`ALL right, you're arrested.'' With that, two police officers hauled off four high school students sitting on an American flag. The flag wrapped around the last student in the line, spinning him around as he was pulled inside the Art Institute of Chicago. He had been reading a handwritten statement that began: ``Can a symbol ever be more important than the ideal it represents?''
The American flag and its symbols have occupied center stage in Chicago for the past month, thanks to a controversial student art exhibit that displayed the flag on the floor. The uproar and protests are over. But major questions remain: Should artists have complete freedom to express themselves? Or do they - and the institutions displaying their work - have a responsibility to uphold community standards?

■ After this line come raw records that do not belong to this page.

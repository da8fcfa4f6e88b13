//! Workflow controller.
//!
//! Sole owner and writer of [`PipelineState`]. Each action validates its
//! input, marks the state as loading, calls the backend under the configured
//! timeout and then either stores the new artifact and advances the active
//! step, or records the error and leaves everything else untouched.

use super::WorkflowEvent;
use crate::error::WorkflowError;
use crate::export::{ExportedFile, ResultExport};
use crate::gate;
use crate::model::{
    DataInfo, EdaArtifact, ModelResult, PipelineState, PipelineStep, PreprocessOptions,
    ProcessedArtifact, TabularArtifact, TrainOptions, UploadFile,
};
use crate::transport::AnalyticsBackend;
use std::future::Future;
use std::ops::{Deref, DerefMut};
use std::time::Duration;
use tokio::sync::mpsc::UnboundedSender;

/// Scoped loading flag. Acquiring sets `loading` and clears the previous
/// error; dropping clears `loading` on every exit path. Both transitions
/// are published when an event channel is attached.
struct LoadingGuard<'a> {
    state: &'a mut PipelineState,
    events: Option<&'a UnboundedSender<WorkflowEvent>>,
}

impl<'a> LoadingGuard<'a> {
    fn acquire(
        state: &'a mut PipelineState,
        events: Option<&'a UnboundedSender<WorkflowEvent>>,
    ) -> Self {
        state.loading = true;
        state.error = None;
        publish(events, state);
        Self { state, events }
    }

    fn fail(&mut self, action: &str, err: &WorkflowError) {
        tracing::warn!(action, error = %err, "action failed");
        self.state.error = Some(err.to_string());
    }
}

impl Deref for LoadingGuard<'_> {
    type Target = PipelineState;

    fn deref(&self) -> &PipelineState {
        &*self.state
    }
}

impl DerefMut for LoadingGuard<'_> {
    fn deref_mut(&mut self) -> &mut PipelineState {
        &mut *self.state
    }
}

impl Drop for LoadingGuard<'_> {
    fn drop(&mut self) {
        self.state.loading = false;
        publish(self.events, &*self.state);
    }
}

fn publish(events: Option<&UnboundedSender<WorkflowEvent>>, state: &PipelineState) {
    if let Some(tx) = events {
        let _ = tx.send(WorkflowEvent::State(Box::new(state.clone())));
    }
}

async fn bounded<T>(
    limit: Duration,
    call: impl Future<Output = Result<T, WorkflowError>>,
) -> Result<T, WorkflowError> {
    tokio::time::timeout(limit, call)
        .await
        .map_err(|_| WorkflowError::Timeout(limit))?
}

pub struct WorkflowController<B> {
    backend: B,
    state: PipelineState,
    request_timeout: Duration,
    export: ResultExport,
    events: Option<UnboundedSender<WorkflowEvent>>,
}

impl<B: AnalyticsBackend> WorkflowController<B> {
    pub fn new(backend: B, request_timeout: Duration, export: ResultExport) -> Self {
        Self {
            backend,
            state: PipelineState::default(),
            request_timeout,
            export,
            events: None,
        }
    }

    /// Publish a state snapshot on every loading transition.
    pub fn with_events(mut self, events: UnboundedSender<WorkflowEvent>) -> Self {
        self.events = Some(events);
        self
    }

    pub fn state(&self) -> &PipelineState {
        &self.state
    }

    pub fn publish_state(&self) {
        publish(self.events.as_ref(), &self.state);
    }

    pub async fn upload(&mut self, file: &UploadFile) -> Result<&TabularArtifact, WorkflowError> {
        file.validate()?;
        let mut st = LoadingGuard::acquire(&mut self.state, self.events.as_ref());
        match bounded(self.request_timeout, self.backend.upload(file)).await {
            Ok(table) => {
                tracing::info!(file = %file.name, shape = ?table.shape(), "dataset uploaded");
                st.dataset_revision = st.dataset_revision.next();
                st.original = Some(table);
                st.active_step = PipelineStep::View;
            }
            Err(e) => {
                st.fail("upload", &e);
                return Err(e);
            }
        }
        drop(st);
        self.state
            .original
            .as_ref()
            .ok_or_else(|| WorkflowError::Decode("upload produced no dataset".into()))
    }

    pub async fn preprocess(
        &mut self,
        options: &PreprocessOptions,
    ) -> Result<&ProcessedArtifact, WorkflowError> {
        if let Some(gap) = self.state.missing_prerequisite(PipelineStep::Preprocess) {
            return Err(gap.into());
        }
        options.validate()?;
        let mut st = LoadingGuard::acquire(&mut self.state, self.events.as_ref());
        match bounded(self.request_timeout, self.backend.preprocess(options)).await {
            Ok(mut processed) => {
                processed.derived_from = st.dataset_revision;
                tracing::info!(
                    shape = ?processed.table.shape(),
                    steps = processed.preprocessing_steps.len(),
                    "data preprocessed"
                );
                st.processed = Some(processed);
                st.active_step = PipelineStep::Preprocess;
            }
            Err(e) => {
                st.fail("preprocess", &e);
                return Err(e);
            }
        }
        drop(st);
        self.state
            .processed
            .as_ref()
            .ok_or_else(|| WorkflowError::Decode("preprocessing produced no dataset".into()))
    }

    /// Charts for the dataset currently held by the service. A new run
    /// replaces the previous charts entirely.
    pub async fn generate_eda(&mut self) -> Result<&EdaArtifact, WorkflowError> {
        if let Some(gap) = self.state.missing_prerequisite(PipelineStep::View) {
            return Err(gap.into());
        }
        let mut st = LoadingGuard::acquire(&mut self.state, self.events.as_ref());
        match bounded(self.request_timeout, self.backend.generate_eda()).await {
            Ok(mut eda) => {
                eda.generated_against = st.dataset_revision;
                tracing::info!(charts = eda.charts().len(), "charts generated");
                st.eda = Some(eda);
                st.active_step = PipelineStep::Explore;
            }
            Err(e) => {
                st.fail("generate_eda", &e);
                return Err(e);
            }
        }
        drop(st);
        self.state
            .eda
            .as_ref()
            .ok_or_else(|| WorkflowError::Decode("no charts were produced".into()))
    }

    pub async fn train(&mut self, options: &TrainOptions) -> Result<&ModelResult, WorkflowError> {
        let Some(processed) = self.state.processed.as_ref() else {
            return Err(self
                .state
                .missing_prerequisite(PipelineStep::Train)
                .map_or_else(|| WorkflowError::validation("preprocess the data first"), Into::into));
        };
        options.validate()?;
        options.ensure_columns_in(&processed.table)?;

        let mut st = LoadingGuard::acquire(&mut self.state, self.events.as_ref());
        match bounded(self.request_timeout, self.backend.train(options)).await {
            Ok(result) => {
                tracing::info!(model = ?result.model_type(), target = %result.target, "model trained");
                st.results = Some(result);
                st.active_step = PipelineStep::Results;
            }
            Err(e) => {
                st.fail("train", &e);
                return Err(e);
            }
        }
        drop(st);
        self.state
            .results
            .as_ref()
            .ok_or_else(|| WorkflowError::Decode("training produced no result".into()))
    }

    /// Fetch the processed CSV and write it to the export directory. The
    /// active step does not change.
    pub async fn download_results(&mut self) -> Result<ExportedFile, WorkflowError> {
        if let Some(gap) = self.state.missing_prerequisite(PipelineStep::Train) {
            return Err(gap.into());
        }
        let mut st = LoadingGuard::acquire(&mut self.state, self.events.as_ref());
        let outcome = bounded(self.request_timeout, self.backend.download_results())
            .await
            .and_then(|csv| self.export.export(&csv));
        if let Err(e) = &outcome {
            st.fail("download_results", e);
        }
        outcome
    }

    /// Write the current charts next to the results export.
    pub fn save_eda_images(&mut self) -> Result<Vec<ExportedFile>, WorkflowError> {
        let Some(eda) = self.state.eda.as_ref() else {
            return Err(self
                .state
                .missing_prerequisite(PipelineStep::Explore)
                .map_or_else(|| WorkflowError::validation("generate the charts first"), Into::into));
        };
        self.export.export_eda_images(eda).inspect_err(|e| {
            self.state.error = Some(e.to_string());
        })
    }

    /// Column types and missing-value counts of the uploaded dataset.
    pub async fn refresh_data_info(&mut self) -> Result<&DataInfo, WorkflowError> {
        if let Some(gap) = self.state.missing_prerequisite(PipelineStep::View) {
            return Err(gap.into());
        }
        let mut st = LoadingGuard::acquire(&mut self.state, self.events.as_ref());
        match bounded(self.request_timeout, self.backend.data_info()).await {
            Ok(info) => st.data_info = Some(info),
            Err(e) => {
                st.fail("data_info", &e);
                return Err(e);
            }
        }
        drop(st);
        self.state
            .data_info
            .as_ref()
            .ok_or_else(|| WorkflowError::Decode("no dataset information".into()))
    }

    pub fn navigate(&mut self, step: PipelineStep) -> Result<(), WorkflowError> {
        if !gate::can_enter(self.state.active_step, step) {
            return Err(WorkflowError::StepLocked {
                requested: step,
                active: self.state.active_step,
            });
        }
        // Only a new action clears a recorded error.
        self.state.active_step = step;
        self.publish_state();
        Ok(())
    }
}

The questions are not just local. A flag-burning case in Texas was argued before the United States Supreme Court last week. A decision is expected later this year.

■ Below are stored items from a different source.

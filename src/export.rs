//! Writes downloaded results and EDA charts to disk.
//!
//! Each file is staged in a temporary file next to its destination and
//! persisted under the final name. A staging file that is never persisted is
//! removed when its handle drops.

use crate::error::WorkflowError;
use crate::model::EdaArtifact;
use serde::Serialize;
use std::io::Write;
use std::path::PathBuf;
use tempfile::NamedTempFile;
use time::format_description::well_known::Rfc3339;
use time::OffsetDateTime;

pub const RESULTS_FILE_NAME: &str = "ml_data_app_results.csv";
pub const RESULTS_CONTENT_TYPE: &str = "text/csv";
const PNG_CONTENT_TYPE: &str = "image/png";

#[derive(Debug, Clone, PartialEq, Eq, Serialize)]
pub struct ExportedFile {
    pub path: PathBuf,
    pub bytes: u64,
    pub content_type: &'static str,
    /// RFC 3339, UTC.
    pub exported_at: String,
}

#[derive(Debug, Clone)]
pub struct ResultExport {
    dir: PathBuf,
}

impl ResultExport {
    pub fn new(dir: impl Into<PathBuf>) -> Self {
        Self { dir: dir.into() }
    }

    /// Save the results CSV under [`RESULTS_FILE_NAME`], replacing any earlier export.
    pub fn export(&self, payload: &str) -> Result<ExportedFile, WorkflowError> {
        self.persist(RESULTS_FILE_NAME, payload.as_bytes(), RESULTS_CONTENT_TYPE)
    }

    /// Save every generated chart as `eda_<chart>.png`. Charts the service
    /// did not produce are skipped.
    pub fn export_eda_images(&self, eda: &EdaArtifact) -> Result<Vec<ExportedFile>, WorkflowError> {
        eda.charts()
            .into_iter()
            .map(|(chart, png)| {
                let name = format!("eda_{}.png", chart.file_stem());
                self.persist(&name, png, PNG_CONTENT_TYPE)
            })
            .collect()
    }

    fn persist(
        &self,
        name: &str,
        contents: &[u8],
        content_type: &'static str,
    ) -> Result<ExportedFile, WorkflowError> {
        let fail = |what: &str, e: std::io::Error| {
            WorkflowError::Export(format!("{what} {}: {e}", self.dir.display()))
        };
        std::fs::create_dir_all(&self.dir).map_err(|e| fail("cannot create", e))?;
        let mut staged = NamedTempFile::new_in(&self.dir).map_err(|e| fail("cannot write to", e))?;
        staged
            .write_all(contents)
            .and_then(|()| staged.flush())
            .map_err(|e| fail("cannot write to", e))?;

        let path = self.dir.join(name);
        staged
            .persist(&path)
            .map_err(|e| WorkflowError::Export(format!("cannot save {}: {}", path.display(), e.error)))?;

        tracing::info!(path = %path.display(), bytes = contents.len(), "export written");
        Ok(ExportedFile {
            path,
            bytes: contents.len() as u64,
            content_type,
            exported_at: OffsetDateTime::now_utc()
                .format(&Rfc3339)
                .unwrap_or_default(),
        })
    }
}

#[cfg(test)]
mod tests {
    use super::*;
    use crate::model::DatasetRevision;
    use std::path::Path;

    fn entries(dir: &Path) -> Vec<String> {
        let mut names: Vec<String> = std::fs::read_dir(dir)
            .expect("read dir")
            .map(|e| e.expect("entry").file_name().to_string_lossy().into_owned())
            .collect();
        names.sort();
        names
    }

    #[test]
    fn results_land_under_the_fixed_name_without_leftovers() {
        let dir = tempfile::tempdir().expect("tempdir");
        let export = ResultExport::new(dir.path());

        let first = export.export("a,b\n1,2\n").expect("first export");
        let second = export.export("a,b\n3,4\n5,6\n").expect("second export");

        assert_eq!(first.path, second.path);
        assert_eq!(second.path, dir.path().join(RESULTS_FILE_NAME));
        assert_eq!(second.content_type, "text/csv");
        assert_eq!(second.bytes, 12);
        assert_eq!(
            std::fs::read_to_string(&second.path).expect("read back"),
            "a,b\n3,4\n5,6\n"
        );
        assert_eq!(entries(dir.path()), vec![RESULTS_FILE_NAME.to_string()]);
        assert!(OffsetDateTime::parse(&second.exported_at, &Rfc3339).is_ok());
    }

    #[test]
    fn unwritable_directory_is_an_export_error() {
        let dir = tempfile::tempdir().expect("tempdir");
        let blocker = dir.path().join("blocker");
        std::fs::write(&blocker, b"not a directory").expect("write blocker");

        let err = ResultExport::new(blocker.join("out"))
            .export("x\n")
            .expect_err("must fail");
        assert!(matches!(err, WorkflowError::Export(_)));
        assert_eq!(entries(dir.path()), vec!["blocker".to_string()]);
    }

    #[test]
    fn only_generated_charts_are_written() {
        let dir = tempfile::tempdir().expect("tempdir");
        let eda = EdaArtifact {
            histograms: Some(b"\x89PNG hist".to_vec()),
            correlation_matrix: None,
            boxplots: Some(b"\x89PNG box".to_vec()),
            generated_against: DatasetRevision(1),
        };

        let files = ResultExport::new(dir.path())
            .export_eda_images(&eda)
            .expect("export charts");

        assert_eq!(files.len(), 2);
        assert!(files.iter().all(|f| f.content_type == "image/png"));
        assert_eq!(
            entries(dir.path()),
            vec!["eda_boxplots.png".to_string(), "eda_histograms.png".to_string()]
        );
    }
}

In Chicago, the uproar has stirred strong opinions on all sides.
Scott Tyler, the School of the Art Institute student who created the exhibit, talked of minorities oppressed by American domination. One photo of his exhibit showed South Koreans burning the US flag in a Yankee-go-home protest. ``People have to confront the whole situation in this country and the world, and face up to where this `gentler and kinder' nation is heading,'' Mr. Tyler said in a statement.
Not too many people seemed to agree with those sentiments. But artists and the School of the Art Institute rallied to defend Tyler's freedom to express them.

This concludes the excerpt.